(THE DATA)
--------
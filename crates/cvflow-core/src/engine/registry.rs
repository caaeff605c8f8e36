use super::action::{ActionKernel, ActionNode, ActionParts};
use super::error::EngineError;
use super::keywords::{Keywords, ParsedKeywords};
use crate::core::models::ids::{ActionId, ValueRef};
use crate::core::models::value::Value;
use crate::core::structure::reference::ReferenceStructure;
use std::collections::{BTreeMap, HashMap};
use std::fmt;
use std::sync::Arc;

pub type Constructor =
    Arc<dyn Fn(&BuildContext<'_>, &ParsedKeywords) -> Result<ActionParts, EngineError> + Send + Sync>;

/// What an action constructor can see of the graph built so far.
pub struct BuildContext<'a> {
    pub(crate) label: &'a str,
    pub(crate) nodes: &'a [ActionNode],
    pub(crate) labels: &'a HashMap<String, ActionId>,
    /// Labels of the actions later in the script, with their upper-case type names.
    pub(crate) pending: &'a HashMap<String, String>,
    pub(crate) natoms: usize,
    pub(crate) structures: &'a HashMap<String, Arc<ReferenceStructure>>,
}

impl<'a> BuildContext<'a> {
    pub fn label(&self) -> &str {
        self.label
    }

    pub fn natoms(&self) -> usize {
        self.natoms
    }

    fn node(&self, label: &str) -> Result<&'a ActionNode, EngineError> {
        match self.labels.get(label) {
            Some(id) => Ok(&self.nodes[id.index()]),
            None if self.pending.contains_key(label) => Err(EngineError::ordering(
                self.label,
                format!("argument '{label}' is defined after this action"),
            )),
            None => Err(EngineError::configuration(
                self.label,
                format!("there is no action labelled '{label}'"),
            )),
        }
    }

    /// Resolves `label`, `label.component` or `label.*` into value references.
    pub fn resolve(&self, name: &str) -> Result<Vec<ValueRef>, EngineError> {
        if let Some(label) = name.strip_suffix(".*") {
            let node = self.node(label)?;
            if node.values().is_empty() {
                return Err(EngineError::configuration(
                    self.label,
                    format!("action '{label}' has no values"),
                ));
            }
            return Ok((0..node.values().len())
                .map(|c| ValueRef::new(node.id(), c))
                .collect());
        }

        let label = name.split_once('.').map_or(name, |(l, _)| l);
        let node = self.node(label)?;
        match component_of(node, name, label) {
            Some(c) => Ok(vec![ValueRef::new(node.id(), c)]),
            None if name == label => Err(EngineError::configuration(
                self.label,
                format!("action '{label}' has no values"),
            )),
            None => Err(EngineError::configuration(
                self.label,
                format!("action '{label}' has no component '{name}'"),
            )),
        }
    }

    /// Resolves every entry of a keyword into value references, in order.
    pub fn arguments(&self, keywords: &ParsedKeywords, key: &str) -> Result<Vec<ValueRef>, EngineError> {
        let mut refs = Vec::new();
        for name in keywords.texts(key) {
            refs.extend(self.resolve(&name)?);
        }
        Ok(refs)
    }

    pub fn value(&self, r: ValueRef) -> Option<&'a Value> {
        self.nodes.get(r.action.index())?.value(r.component)
    }

    /// The most recent earlier action whose kernel has type `T`.
    pub fn latest<T: ActionKernel + 'static>(&self) -> Option<&'a T> {
        self.nodes.iter().rev().find_map(|n| n.kernel_as::<T>())
    }

    /// Whether an action of type `name` appears later in the script.
    pub fn is_pending(&self, name: &str) -> bool {
        self.pending.values().any(|n| n.eq_ignore_ascii_case(name))
    }

    pub fn structure(&self, name: &str) -> Result<Arc<ReferenceStructure>, EngineError> {
        self.structures.get(name).cloned().ok_or_else(|| {
            EngineError::configuration(self.label, format!("no reference structure named '{name}'"))
        })
    }
}

/// Component addressed by `name`: an exact match, or the first component for a bare label.
pub(crate) fn component_of(node: &ActionNode, name: &str, label: &str) -> Option<usize> {
    let values = node.values();
    values
        .iter()
        .position(|v| v.name() == name)
        .or_else(|| (name == label && !values.is_empty()).then_some(0))
}

#[derive(Clone)]
pub struct RegisteredAction {
    keywords: Keywords,
    constructor: Constructor,
}

impl RegisteredAction {
    pub fn keywords(&self) -> &Keywords {
        &self.keywords
    }

    pub(crate) fn construct(
        &self,
        ctx: &BuildContext<'_>,
        keywords: &ParsedKeywords,
    ) -> Result<ActionParts, EngineError> {
        (self.constructor)(ctx, keywords)
    }
}

/// Maps action type names to their keyword schema and constructor.
#[derive(Clone, Default)]
pub struct ActionRegistry {
    actions: BTreeMap<String, RegisteredAction>,
}

impl fmt::Debug for ActionRegistry {
    fn fmt(&self, f: &mut fmt::Formatter<'_>) -> fmt::Result {
        f.debug_struct("ActionRegistry")
            .field("actions", &self.actions.keys().collect::<Vec<_>>())
            .finish()
    }
}

impl ActionRegistry {
    pub fn new() -> Self {
        Self::default()
    }

    pub fn with_builtins() -> Self {
        let mut registry = Self::new();
        super::actions::register_builtins(&mut registry);
        registry
    }

    pub(crate) fn insert<F>(&mut self, keywords: Keywords, constructor: F)
    where
        F: Fn(&BuildContext<'_>, &ParsedKeywords) -> Result<ActionParts, EngineError> + Send + Sync + 'static,
    {
        self.actions.insert(
            keywords.action.to_string(),
            RegisteredAction {
                keywords,
                constructor: Arc::new(constructor),
            },
        );
    }

    pub fn register<F>(&mut self, keywords: Keywords, constructor: F) -> Result<(), EngineError>
    where
        F: Fn(&BuildContext<'_>, &ParsedKeywords) -> Result<ActionParts, EngineError> + Send + Sync + 'static,
    {
        if self.actions.contains_key(keywords.action) {
            return Err(EngineError::DuplicateRegistration(keywords.action.to_string()));
        }
        self.insert(keywords, constructor);
        Ok(())
    }

    pub fn get(&self, name: &str) -> Option<&RegisteredAction> {
        self.actions.get(&name.to_ascii_uppercase())
    }

    pub fn contains(&self, name: &str) -> bool {
        self.get(name).is_some()
    }

    pub fn names(&self) -> impl Iterator<Item = &str> {
        self.actions.keys().map(String::as_str)
    }
}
--------
(TASK BRIEF) Could you transcribe all of the data exactly as it is given?

(THE COMPLETED TASK)
filename crates/cvflow-core/src/engine/registry.rs
repository caaeff605c8f8e36
use super::action::{ActionKernel, ActionNode, ActionParts};
use super::error::EngineError;
use super::keywords::{Keywords, ParsedKeywords};
use crate::core::models::ids::{ActionId, ValueRef};
use crate::core::models::value::Value;
use crate::core::structure::reference::ReferenceStructure;
use std::collections::{BTreeMap, HashMap};
use std::fmt;
use std::sync::Arc;

pub type Constructor =
    Arc<dyn Fn(&BuildContext<'_>, &ParsedKeywords) -> Result<ActionParts, EngineError> + Send + Sync>;

/// What an action constructor can see of the graph built so far.
pub struct BuildContext<'a> {
    pub(crate) label: &'a str,
    pub(crate) nodes: &'a [ActionNode],
    pub(crate) labels: &'a HashMap<String, ActionId>,
    /// Labels of the actions later in the script, with their upper-case type names.
    pub(crate) pending: &'a HashMap<String, String>,
    pub(crate) natoms: usize,
    pub(crate) structures: &'a HashMap<String, Arc<ReferenceStructure>>,
}

impl<'a> BuildContext<'a> {
    pub fn label(&self) -> &str {
        self.label
    }

    pub fn natoms(&self) -> usize {
        self.natoms
    }

    fn node(&self, label: &str) -> Result<&'a ActionNode, EngineError> {
        match self.labels.get(label) {
            Some(id) => Ok(&self.nodes[id.index()]),
            None if self.pending.contains_key(label) => Err(EngineError::ordering(
                self.label,
                format!("argument '{label}' is defined after this action"),
            )),
            None => Err(EngineError::configuration(
                self.label,
                format!("there is no action labelled '{label}'"),
            )),
        }
    }

    /// Resolves `label`, `label.component` or `label.*` into value references.
    pub fn resolve(&self, name: &str) -> Result<Vec<ValueRef>, EngineError> {
        if let Some(label) = name.strip_suffix(".*") {
            let node = self.node(label)?;
            if node.values().is_empty() {
                return Err(EngineError::configuration(
                    self.label,
                    format!("action '{label}' has no values"),
                ));
            }
            return Ok((0..node.values().len())
                .map(|c| ValueRef::new(node.id(), c))
                .collect());
        }

        let label = name.split_once('.').map_or(name, |(l, _)| l);
        let node = self.node(label)?;
        match component_of(node, name, label) {
            Some(c) => Ok(vec![ValueRef::new(node.id(), c)]),
            None if name == label => Err(EngineError::configuration(
                self.label,
                format!("action '{label}' has no values"),
            )),
            None => Err(EngineError::configuration(
                self.label,
                format!("action '{label}' has no component '{name}'"),
            )),
        }
    }

    /// Resolves every entry of a keyword into value references, in order.
    pub fn arguments(&self, keywords: &ParsedKeywords, key: &str) -> Result<Vec<ValueRef>, EngineError> {
        let mut refs = Vec::new();
        for name in keywords.texts(key) {
            refs.extend(self.resolve(&name)?);
        }
        Ok(refs)
    }

    pub fn value(&self, r: ValueRef) -> Option<&'a Value> {
        self.nodes.get(r.action.index())?.value(r.component)
    }

    /// The most recent earlier action whose kernel has type `T`.
    pub fn latest<T: ActionKernel + 'static>(&self) -> Option<&'a T> {
        self.nodes.iter().rev().find_map(|n| n.kernel_as::<T>())
    }

    /// Whether an action of type `name` appears later in the script.
    pub fn is_pending(&self, name: &str) -> bool {
        self.pending.values().any(|n| n.eq_ignore_ascii_case(name))
    }

    pub fn structure(&self, name: &str) -> Result<Arc<ReferenceStructure>, EngineError> {
        self.structures.get(name).cloned().ok_or_else(|| {
            EngineError::configuration(self.label, format!("no reference structure named '{name}'"))
        })
    }
}

/// Component addressed by `name`: an exact match, or the first component for a bare label.
pub(crate) fn component_of(node: &ActionNode, name: &str, label: &str) -> Option<usize> {
    let values = node.values();
    values
        .iter()
        .position(|v| v.name() == name)
        .or_else(|| (name == label && !values.is_empty()).then_some(0))
}

#[derive(Clone)]
pub struct RegisteredAction {
    keywords: Keywords,
    constructor: Constructor,
}

impl RegisteredAction {
    pub fn keywords(&self) -> &Keywords {
        &self.keywords
    }

    pub(crate) fn construct(
        &self,
        ctx: &BuildContext<'_>,
        keywords: &ParsedKeywords,
    ) -> Result<ActionParts, EngineError> {
        (self.constructor)(ctx, keywords)
    }
}

/// Maps action type names to their keyword schema and constructor.
#[derive(Clone, Default)]
pub struct ActionRegistry {
    actions: BTreeMap<String, RegisteredAction>,
}

impl fmt::Debug for ActionRegistry {
    fn fmt(&self, f: &mut fmt::Formatter<'_>) -> fmt::Result {
        f.debug_struct("ActionRegistry")
            .field("actions", &self.actions.keys().collect::<Vec<_>>())
            .finish()
    }
}

impl ActionRegistry {
    pub fn new() -> Self {
        Self::default()
    }

    pub fn with_builtins() -> Self {
        let mut registry = Self::new();
        super::actions::register_builtins(&mut registry);
        registry
    }

    pub(crate) fn insert<F>(&mut self, keywords: Keywords, constructor: F)
    where
        F: Fn(&BuildContext<'_>, &ParsedKeywords) -> Result<ActionParts, EngineError> + Send + Sync + 'static,
    {
        self.actions.insert(
            keywords.action.to_string(),
            RegisteredAction {
                keywords,
                constructor: Arc::new(constructor),
            },
        );
    }

    pub fn register<F>(&mut self, keywords: Keywords, constructor: F) -> Result<(), EngineError>
    where
        F: Fn(&BuildContext<'_>, &ParsedKeywords) -> Result<ActionParts, EngineError> + Send + Sync + 'static,
    {
        if self.actions.contains_key(keywords.action) {
            return Err(EngineError::DuplicateRegistration(keywords.action.to_string()));
        }
        self.insert(keywords, constructor);
        Ok(())
    }

    pub fn get(&self, name: &str) -> Option<&RegisteredAction> {
        self.actions.get(&name.to_ascii_uppercase())
    }

    pub fn contains(&self, name: &str) -> bool {
        self.get(name).is_some()
    }

    pub fn names(&self) -> impl Iterator<Item = &str> {
        self.actions.keys().map(String::as_str)
    }
}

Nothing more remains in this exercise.